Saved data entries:
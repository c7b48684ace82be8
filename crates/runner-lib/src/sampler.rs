//! Block-device counter snapshots
//!
//! Reads cumulative counters from a source in /proc/diskstats format:
//!
//! ```text
//!    8       0 sda 1200 30 96000 500 3400 120 812000 9000 0 7000 9500
//!    |       | |   |       |          |          |
//!  major minor dev reads  sectors_read writes  sectors_written
//! ```

use crate::config::DeviceMatch;
use crate::error::{Result, RunnerError};
use crate::models::{CounterDelta, CounterSnapshot, CounterWarning};
use chrono::{DateTime, Utc};
use std::path::{Path, PathBuf};
use tokio::fs;

/// Counter offsets relative to the device-name field
const READS_OFFSET: usize = 1;
const SECTORS_READ_OFFSET: usize = 3;
const WRITES_OFFSET: usize = 5;
const SECTORS_WRITTEN_OFFSET: usize = 7;

/// Position of the device name in a raw /proc/diskstats line
const DEVICE_FIELD: usize = 2;

/// Samples block-device counters for one device
#[derive(Debug, Clone)]
pub struct SnapshotSampler {
    source: PathBuf,
    match_mode: DeviceMatch,
}

impl SnapshotSampler {
    pub fn new(source: impl Into<PathBuf>, match_mode: DeviceMatch) -> Self {
        Self {
            source: source.into(),
            match_mode,
        }
    }

    pub fn source(&self) -> &Path {
        &self.source
    }

    /// Read the counter source now and extract the counters of `device`
    pub async fn sample(&self, device: &str) -> Result<CounterSnapshot> {
        let content = fs::read_to_string(&self.source).await?;
        let timestamp = Utc::now();

        parse_diskstats(&content, device, self.match_mode, timestamp).ok_or_else(|| {
            RunnerError::DeviceNotFound {
                device: device.to_string(),
                path: self.source.clone(),
            }
        })
    }
}

/// Find the device's line in diskstats content and read its counters
pub fn parse_diskstats(
    content: &str,
    device: &str,
    match_mode: DeviceMatch,
    timestamp: DateTime<Utc>,
) -> Option<CounterSnapshot> {
    let rows: Vec<Vec<&str>> = content
        .lines()
        .map(|line| line.split_whitespace().collect::<Vec<_>>())
        .filter(|fields| fields.len() > DEVICE_FIELD + SECTORS_WRITTEN_OFFSET)
        .collect();

    let exact = rows.iter().find(|fields| fields[DEVICE_FIELD] == device);
    let row = match (exact, match_mode) {
        (Some(row), _) => Some(row),
        (None, DeviceMatch::Prefix) => rows
            .iter()
            .find(|fields| fields[DEVICE_FIELD].starts_with(device)),
        (None, DeviceMatch::Exact) => None,
    }?;

    read_counters(row, DEVICE_FIELD, timestamp)
}

fn read_counters(
    fields: &[&str],
    device_index: usize,
    timestamp: DateTime<Utc>,
) -> Option<CounterSnapshot> {
    let counter = |offset: usize| -> Option<u64> { fields.get(device_index + offset)?.parse().ok() };

    Some(CounterSnapshot {
        device: fields.get(device_index)?.to_string(),
        timestamp,
        reads: counter(READS_OFFSET)?,
        writes: counter(WRITES_OFFSET)?,
        sectors_read: counter(SECTORS_READ_OFFSET)?,
        sectors_written: counter(SECTORS_WRITTEN_OFFSET)?,
    })
}

/// Diff two snapshots of the same device.
///
/// Counters are assumed monotonic; any counter that went backwards is
/// returned as a [`CounterWarning::CounterWraparound`].
pub fn delta(
    initial: &CounterSnapshot,
    last: &CounterSnapshot,
) -> (CounterDelta, Vec<CounterWarning>) {
    let mut warnings = Vec::new();
    let mut diff = |counter: &str, before: u64, after: u64| -> i64 {
        if after >= before {
            i64::try_from(after - before).unwrap_or(i64::MAX)
        } else {
            warnings.push(CounterWarning::CounterWraparound {
                counter: counter.to_string(),
                initial: before,
                r#final: after,
            });
            -i64::try_from(before - after).unwrap_or(i64::MAX)
        }
    };

    let delta = CounterDelta {
        reads_delta: diff("reads", initial.reads, last.reads),
        writes_delta: diff("writes", initial.writes, last.writes),
        sectors_written_delta: diff(
            "sectors_written",
            initial.sectors_written,
            last.sectors_written,
        ),
    };

    (delta, warnings)
}

/// Diff the first and last entries for `device` in a periodic diskstats log.
///
/// Log lines may carry leading fields such as a UNIX timestamp; the device
/// name is located by value and counters are read at fixed offsets after it.
/// A leading integer timestamp, when present, becomes the snapshot time.
/// Device resolution follows [`parse_diskstats`]: an exact name wins, and in
/// prefix mode the first logged device starting with `device` is used.
pub fn delta_from_log(
    content: &str,
    device: &str,
    match_mode: DeviceMatch,
) -> Result<(CounterSnapshot, CounterSnapshot, CounterDelta, Vec<CounterWarning>)> {
    let mut snapshots = log_snapshots(content, device);
    if snapshots.is_empty() && match_mode == DeviceMatch::Prefix {
        if let Some(resolved) = prefixed_device(content, device) {
            snapshots = log_snapshots(content, resolved);
        }
    }

    let mut snapshots = snapshots.into_iter();
    let first = snapshots.next().ok_or_else(|| {
        RunnerError::Parse(format!("no diskstats entries for device '{}'", device))
    })?;
    let last = snapshots.last().unwrap_or_else(|| first.clone());
    let (delta, warnings) = delta(&first, &last);

    Ok((first, last, delta, warnings))
}

fn log_snapshots(content: &str, device: &str) -> Vec<CounterSnapshot> {
    content
        .lines()
        .filter_map(|line| {
            let fields: Vec<&str> = line.split_whitespace().collect();
            let index = fields.iter().position(|f| *f == device)?;
            let timestamp = fields
                .first()
                .and_then(|f| f.parse::<i64>().ok())
                .filter(|_| index > DEVICE_FIELD)
                .and_then(|secs| DateTime::<Utc>::from_timestamp(secs, 0))
                .unwrap_or_else(Utc::now);
            read_counters(&fields, index, timestamp)
        })
        .collect()
}

/// First non-numeric field starting with `device` that is followed by counters
fn prefixed_device<'a>(content: &'a str, device: &str) -> Option<&'a str> {
    content.lines().find_map(|line| {
        let fields: Vec<&str> = line.split_whitespace().collect();
        fields.iter().enumerate().find_map(|(index, field)| {
            let candidate = field.starts_with(device)
                && field.parse::<u64>().is_err()
                && read_counters(&fields, index, Utc::now()).is_some();
            candidate.then_some(*field)
        })
    })
}

#[cfg(test)]
mod tests {
    use super::*;

    const DISKSTATS: &str = "\
   8       0 sda 1200 30 96000 500 100 120 812000 9000 0 7000 9500
   8       1 sda1 1100 28 90000 450 90 110 800000 8800 0 6800 9200
   8      16 sdb 50 0 400 10 5 0 40 2 0 12 12
 259       0 nvme0n1 7000 0 560000 900 8000 0 1200000 4000 0 3000 4900
";

    fn snapshot(writes: u64, sectors_written: u64) -> CounterSnapshot {
        CounterSnapshot {
            device: "sda".to_string(),
            timestamp: Utc::now(),
            reads: 10,
            writes,
            sectors_read: 80,
            sectors_written,
        }
    }

    #[test]
    fn test_parse_exact_device() {
        let snap = parse_diskstats(DISKSTATS, "sda", DeviceMatch::Exact, Utc::now()).unwrap();
        assert_eq!(snap.device, "sda");
        assert_eq!(snap.reads, 1200);
        assert_eq!(snap.sectors_read, 96000);
        assert_eq!(snap.writes, 100);
        assert_eq!(snap.sectors_written, 812000);
    }

    #[test]
    fn test_exact_match_wins_over_prefix() {
        let snap = parse_diskstats(DISKSTATS, "sda", DeviceMatch::Prefix, Utc::now()).unwrap();
        assert_eq!(snap.device, "sda");
    }

    #[test]
    fn test_prefix_match() {
        let snap = parse_diskstats(DISKSTATS, "nvme0", DeviceMatch::Prefix, Utc::now()).unwrap();
        assert_eq!(snap.device, "nvme0n1");
        assert_eq!(snap.writes, 8000);

        assert!(parse_diskstats(DISKSTATS, "nvme0", DeviceMatch::Exact, Utc::now()).is_none());
    }

    #[test]
    fn test_unknown_device() {
        assert!(parse_diskstats(DISKSTATS, "sdz", DeviceMatch::Prefix, Utc::now()).is_none());
    }

    #[tokio::test]
    async fn test_sample_from_file() {
        let dir = tempfile::tempdir().unwrap();
        let path = dir.path().join("diskstats");
        std::fs::write(&path, DISKSTATS).unwrap();

        let sampler = SnapshotSampler::new(&path, DeviceMatch::Exact);
        let snap = sampler.sample("sdb").await.unwrap();
        assert_eq!(snap.writes, 5);

        let missing = sampler.sample("sdz").await;
        assert!(matches!(missing, Err(RunnerError::DeviceNotFound { .. })));
    }

    #[test]
    fn test_delta_writes() {
        let (delta, warnings) = delta(&snapshot(100, 1000), &snapshot(500, 3048));
        assert_eq!(delta.writes_delta, 400);
        assert_eq!(delta.reads_delta, 0);
        assert_eq!(delta.bytes_written(), 2048 * 512);
        assert!(warnings.is_empty());
    }

    #[test]
    fn test_delta_non_negative_for_monotonic_pairs() {
        for (before, after) in [(0u64, 0u64), (1, 2), (100, 500), (u64::MAX - 1, u64::MAX)] {
            let (delta, warnings) = delta(&snapshot(before, 0), &snapshot(after, 0));
            assert_eq!(delta.writes_delta as u64, after - before);
            assert!(delta.writes_delta >= 0);
            assert!(warnings.is_empty());
        }
    }

    #[test]
    fn test_delta_reports_wraparound() {
        let (delta, warnings) = delta(&snapshot(500, 10), &snapshot(100, 20));
        assert_eq!(delta.writes_delta, -400);
        assert_eq!(
            warnings,
            vec![CounterWarning::CounterWraparound {
                counter: "writes".to_string(),
                initial: 500,
                r#final: 100,
            }]
        );
    }

    #[test]
    fn test_delta_from_log_with_timestamps() {
        let log = "\
1700000000    8       0 sda 1200 30 96000 500 100 120 812000 9000 0 7000 9500
1700000005    8       0 sda 1250 30 96400 520 180 130 900000 9100 0 7100 9600
1700000010    8       0 sda 1300 31 96800 540 260 140 1000000 9200 0 7200 9700
";
        let (first, last, delta, warnings) = delta_from_log(log, "sda", DeviceMatch::Exact).unwrap();
        assert_eq!(first.timestamp.timestamp(), 1_700_000_000);
        assert_eq!(last.timestamp.timestamp(), 1_700_000_010);
        assert_eq!(delta.writes_delta, 160);
        assert_eq!(delta.sectors_written_delta, 188000);
        assert!(warnings.is_empty());
    }

    #[test]
    fn test_delta_from_log_prefix_resolution() {
        let log = "\
1700000000  259       0 nvme0n1 7000 0 560000 900 8000 0 1200000 4000 0 3000 4900
1700000005  259       0 nvme0n1 7010 0 560800 910 8400 0 1300000 4100 0 3100 5000
";
        let (first, last, delta, _) = delta_from_log(log, "nvme0", DeviceMatch::Prefix).unwrap();
        assert_eq!(first.device, "nvme0n1");
        assert_eq!(last.device, "nvme0n1");
        assert_eq!(delta.writes_delta, 400);

        let exact = delta_from_log(log, "nvme0", DeviceMatch::Exact);
        assert!(matches!(exact, Err(RunnerError::Parse(_))));
    }

    #[test]
    fn test_delta_from_log_exact_wins_in_prefix_mode() {
        let log = "\
1700000000    8       1 sda1 1100 28 90000 450 90 110 800000 8800 0 6800 9200
1700000000    8       0 sda 1200 30 96000 500 100 120 812000 9000 0 7000 9500
1700000005    8       1 sda1 1100 28 90000 450 95 110 800100 8800 0 6800 9200
1700000005    8       0 sda 1250 30 96400 520 180 130 900000 9100 0 7100 9600
";
        let (first, _, delta, _) = delta_from_log(log, "sda", DeviceMatch::Prefix).unwrap();
        assert_eq!(first.device, "sda");
        assert_eq!(delta.writes_delta, 80);
    }

    #[test]
    fn test_delta_from_log_without_entries() {
        let result = delta_from_log("garbage\n\n", "sda", DeviceMatch::Prefix);
        assert!(matches!(result, Err(RunnerError::Parse(_))));
    }
}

§ **Exercise**: Where a line in the records above includes the string "CounterSnapshot", show it.

§ **Solved exercise**:
use crate::models::{CounterDelta, CounterSnapshot, CounterWarning};
    pub async fn sample(&self, device: &str) -> Result<CounterSnapshot> {
) -> Option<CounterSnapshot> {
) -> Option<CounterSnapshot> {
    Some(CounterSnapshot {
    initial: &CounterSnapshot,
    last: &CounterSnapshot,
) -> Result<(CounterSnapshot, CounterSnapshot, CounterDelta, Vec<CounterWarning>)> {
fn log_snapshots(content: &str, device: &str) -> Vec<CounterSnapshot> {
    fn snapshot(writes: u64, sectors_written: u64) -> CounterSnapshot {
        CounterSnapshot {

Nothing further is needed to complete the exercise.